Man, busy busy busy right now! I'm finishing writing reports, I'm doing reading assessments (man, my kids are GREAT little readers! They've really made fabulous progress!) until the cows come home, and tonight is the opening night of my play, Deathtrap. (Well, okay - the Student Preview.)

Up bottoms!


JZ - Nov 04, 2008 8:07:44 pm PST #152 of 10000
See? I gave everybody here an opportunity to tell me what a bad person I am and nobody did, because I fuckin' rule.

I'm enjoying the expat Brit gloatiness. REALLY enjoying it.

It is, in a word, adorable.

My head is buzzing. I want to make out with EVERYONE.

That's okay with everyone, isn't it?


WindSparrow - Nov 04, 2008 8:08:19 pm PST #153 of 10000
Love is stronger than death and harder than sorrow. Those who practice it are fierce like the light of stars traveling eons to pierce the night.

After 8 FREAKIN YEARS of W? Yeah, I'm more nervous.

College kid who was working with me this afternoon asked me who I thought was going to win. I said, "I don't want to jinx it. But I can tell you whose sign I have in my front yard."

I just stuck my "I Voted" sticker on my computer and used a Sharpie to add "Obama 08" to it.


WindSparrow - Nov 04, 2008 8:09:02 pm PST #154 of 10000
Love is stronger than death and harder than sorrow. Those who practice it are fierce like the light of stars traveling eons to pierce the night.

Break a leg, Fay.


Pete, Husband of Jilli - Nov 04, 2008 8:11:40 pm PST #155 of 10000
"I've got a gun! I've got a mother-flippin' gun!" - Moss, The IT Crowd

My head is buzzing. I want to make out with EVERYONE.

That's okay with everyone, isn't it?

Oh yes, line starts here. No pushing, Bitches.


Ginger - Nov 04, 2008 8:13:48 pm PST #156 of 10000
"It didn't taste good. It tasted soooo horrible.

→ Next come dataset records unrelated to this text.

use crate::adapters::failure;
use crate::config::ProviderSettings;
use crate::domain::model::CompletionParams;
use crate::domain::ports::CompletionProvider;
use crate::utils::error::Result;
use async_trait::async_trait;
use reqwest::Client;
use serde::{Deserialize, Serialize};

pub struct GeminiProvider {
    client: Client,
    api_key: String,
    base_url: String,
    model: String,
}

impl GeminiProvider {
    pub fn new(settings: &ProviderSettings, client: Client) -> Self {
        Self {
            client,
            api_key: settings.api_key.clone(),
            base_url: settings.base_url.trim_end_matches('/').to_string(),
            model: settings.model.clone(),
        }
    }
}

#[derive(Serialize)]
#[serde(rename_all = "camelCase")]
struct GenerateRequest<'a> {
    system_instruction: SystemInstruction<'a>,
    contents: Vec<Content<'a>>,
    generation_config: GenerationConfig,
}

#[derive(Serialize)]
struct SystemInstruction<'a> {
    parts: Vec<Part<'a>>,
}

#[derive(Serialize)]
struct Content<'a> {
    role: &'a str,
    parts: Vec<Part<'a>>,
}

#[derive(Serialize)]
struct Part<'a> {
    text: &'a str,
}

#[derive(Serialize)]
#[serde(rename_all = "camelCase")]
struct GenerationConfig {
    max_output_tokens: u32,
    temperature: f32,
}

#[derive(Deserialize)]
struct GenerateResponse {
    #[serde(default)]
    candidates: Vec<Candidate>,
}

#[derive(Deserialize)]
struct Candidate {
    #[serde(default)]
    content: Option<CandidateContent>,
}

#[derive(Deserialize)]
struct CandidateContent {
    #[serde(default)]
    parts: Vec<CandidatePart>,
}

#[derive(Deserialize)]
struct CandidatePart {
    #[serde(default)]
    text: Option<String>,
}

#[async_trait]
impl CompletionProvider for GeminiProvider {
    fn name(&self) -> &str {
        "Gemini"
    }

    fn model(&self) -> &str {
        &self.model
    }

    async fn complete(
        &self,
        system_prompt: &str,
        user_text: &str,
        params: &CompletionParams,
    ) -> Result<String> {
        let url = format!("{}/models/{}:generateContent", self.base_url, self.model);
        let body = GenerateRequest {
            system_instruction: SystemInstruction {
                parts: vec![Part {
                    text: system_prompt,
                }],
            },
            contents: vec![Content {
                role: "user",
                parts: vec![Part { text: user_text }],
            }],
            generation_config: GenerationConfig {
                max_output_tokens: params.max_tokens,
                temperature: params.temperature,
            },
        };

        tracing::debug!(provider = "Gemini", %url, "Sending generateContent request");
        let response = self
            .client
            .post(&url)
            .header("x-goog-api-key", self.api_key.trim())
            .json(&body)
            .send()
            .await?;

        if !response.status().is_success() {
            return Err(failure::from_response(self.name(), response).await);
        }

        let parsed: GenerateResponse = response.json().await?;
        let text = parsed
            .candidates
            .into_iter()
            .next()
            .and_then(|candidate| candidate.content)
            .map(|content| {
                content
                    .parts
                    .into_iter()
                    .filter_map(|part| part.text)
                    .collect::<String>()
            })
            .unwrap_or_default();
        Ok(text)
    }
}

#[cfg(test)]
mod tests {
    use super::*;
    use crate::adapters::ProviderKind;
    use crate::utils::error::RelayError;
    use httpmock::prelude::*;

    fn provider_for(server: &MockServer) -> GeminiProvider {
        let settings = ProviderSettings {
            kind: ProviderKind::Gemini,
            api_key: "gm-test".to_string(),
            base_url: server.url("/v1beta"),
            model: "gemini-1.5-flash".to_string(),
            timeout_seconds: None,
        };
        GeminiProvider::new(&settings, Client::new())
    }

    #[tokio::test]
    async fn test_complete_joins_candidate_parts() {
        let server = MockServer::start();
        let api_mock = server.mock(|when, then| {
            when.method(POST)
                .path("/v1beta/models/gemini-1.5-flash:generateContent")
                .header("x-goog-api-key", "gm-test")
                .json_body(serde_json::json!({
                    "systemInstruction": {"parts": [{"text": "be funny"}]},
                    "contents": [{"role": "user", "parts": [{"text": "I broke the printer"}]}],
                    "generationConfig": {"maxOutputTokens": 150, "temperature": 0.8}
                }));
            then.status(200).json_body(serde_json::json!({
                "candidates": [{
                    "content": {"role": "model", "parts": [{"text": "It was "}, {"text": "already haunted."}]},
                    "finishReason": "STOP"
                }]
            }));
        });

        let text = provider_for(&server)
            .complete("be funny", "I broke the printer", &CompletionParams::default())
            .await
            .unwrap();

        api_mock.assert();
        assert_eq!(text, "It was already haunted.");
    }

    #[tokio::test]
    async fn test_blocked_prompt_returns_empty_text() {
        let server = MockServer::start();
        server.mock(|when, then| {
            when.method(POST)
                .path("/v1beta/models/gemini-1.5-flash:generateContent");
            then.status(200).json_body(serde_json::json!({
                "promptFeedback": {"blockReason": "SAFETY"}
            }));
        });

        let text = provider_for(&server)
            .complete("prompt", "problem", &CompletionParams::default())
            .await
            .unwrap();

        assert!(text.is_empty());
    }

    #[tokio::test]
    async fn test_invalid_key_reason_maps_to_auth_error() {
        let server = MockServer::start();
        server.mock(|when, then| {
            when.method(POST)
                .path("/v1beta/models/gemini-1.5-flash:generateContent");
            then.status(400).json_body(serde_json::json!({
                "error": {
                    "code": 400,
                    "message": "API key not valid. Please pass a valid API key.",
                    "status": "INVALID_ARGUMENT",
                    "details": [{"@type": "type.googleapis.com/google.rpc.ErrorInfo", "reason": "API_KEY_INVALID"}]
                }
            }));
        });

        let err = provider_for(&server)
            .complete("prompt", "problem", &CompletionParams::default())
            .await
            .unwrap_err();

        assert!(matches!(err, RelayError::ProviderAuthError { .. }));
    }
}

It tasted like....a vodka martini." - Matilda

I had better fight down the urge to drink more and call all my relatives and say "neener, neener."

It has been glorious celebrating with you.

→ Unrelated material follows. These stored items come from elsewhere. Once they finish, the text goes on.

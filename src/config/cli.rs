use crate::adapters::ProviderKind;
use crate::config::{ConfigLayer, RelayConfig, TomlConfig};
use crate::utils::error::Result;
use crate::utils::validation::Validate;
use clap::Parser;

#[derive(Debug, Clone, Parser)]
#[command(name = "excuse-relay")]
#[command(about = "Relay server that turns a described mishap into an LLM-written excuse")]
pub struct CliConfig {
    /// Path to an optional TOML configuration file
    #[arg(short, long, env = "EXCUSE_CONFIG")]
    pub config: Option<String>,

    /// Interface to bind
    #[arg(long, env = "EXCUSE_HOST")]
    pub host: Option<String>,

    #[arg(long, env = "PORT")]
    pub port: Option<u16>,

    /// Directory holding the static client
    #[arg(long, env = "EXCUSE_STATIC_DIR")]
    pub static_dir: Option<String>,

    #[arg(long, env = "EXCUSE_PROVIDER", value_enum)]
    pub provider: Option<ProviderKind>,

    #[arg(long, env = "EXCUSE_MODEL")]
    pub model: Option<String>,

    /// API key; defaults to the provider's own variable (OPENAI_API_KEY, ...)
    #[arg(long, env = "EXCUSE_API_KEY", hide_env_values = true)]
    pub api_key: Option<String>,

    /// Override the provider's base URL (proxies, self-hosted gateways)
    #[arg(long, env = "EXCUSE_BASE_URL")]
    pub base_url: Option<String>,

    #[arg(long)]
    pub timeout_seconds: Option<u64>,

    #[arg(long)]
    pub max_tokens: Option<u32>,

    #[arg(long)]
    pub temperature: Option<f32>,

    #[arg(short, long, help = "Enable verbose output")]
    pub verbose: bool,

    #[arg(long, help = "Emit logs as JSON lines")]
    pub json_logs: bool,

    #[arg(long, help = "Print the resolved configuration and exit")]
    pub dry_run: bool,
}

impl CliConfig {
    pub fn layer(&self) -> ConfigLayer {
        ConfigLayer {
            host: self.host.clone(),
            port: self.port,
            static_dir: self.static_dir.clone(),
            provider: self.provider,
            model: self.model.clone(),
            api_key: self.api_key.clone(),
            base_url: self.base_url.clone(),
            timeout_seconds: self.timeout_seconds,
            max_tokens: self.max_tokens,
            temperature: self.temperature,
        }
    }

    /// Loads the TOML file (if any), applies command line overrides and
    /// resolves the result against defaults.
    pub fn load(&self) -> Result<RelayConfig> {
        let file_layer = match &self.config {
            Some(path) => {
                tracing::info!("📁 Loading configuration from: {}", path);
                let toml = TomlConfig::from_file(path)?;
                toml.validate()?;
                toml.into_layer()?
            }
            None => ConfigLayer::default(),
        };

        RelayConfig::resolve(file_layer.merge(self.layer()))
    }
}
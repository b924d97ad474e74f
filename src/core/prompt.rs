/// Fixed system turn sent with every generation.
pub const SYSTEM_PROMPT: &str = "#Overview
You are an smart AI excuse generator. Your job is to create a clever, clear and creative excuses that someone can use to avoid the situation they are in.

##Output
-only return the excuse
-Add a touch of humour in it.";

Strix - Nov 04, 2008 8:14:09 pm PST #157 of 10000
A dress should be tight enough to show you're a woman but loose enough to flee from zombies. — Ginger

I'll make out with you, JZ!! I"ll make out with EVERYONE. At the same time! With whipped cream and hot fudge and squirrels and candied ginger!

I just stuck my "I Voted" sticker on my computer and used a Sharpie to add "Obama 08" to it.

I accosted an Obama campaign worker for a sticker today. She gave me the one off her chest when I said I wanted to wear it to the doctor's office. IT's now on my fridge with my "I Voted" sticker on it.

I think it may lower my cholesterol and render cheese stored in the refrigerator calorie-free. Even Brie.


Laga - Nov 04, 2008 8:16:45 pm PST #158 of 10000
You should know I'm a big deal in the Resistance.

I stuck my "I voted" sticker on my "no on 8" button


omnis_audis - Nov 04, 2008 8:28:15 pm PST #159 of 10000
omnis, pursue. That's an order from a shy woman who can use M-16. - Shir

I'm sad that they had no stickers at my poll place. But I'll gladly trade the sticker for the results!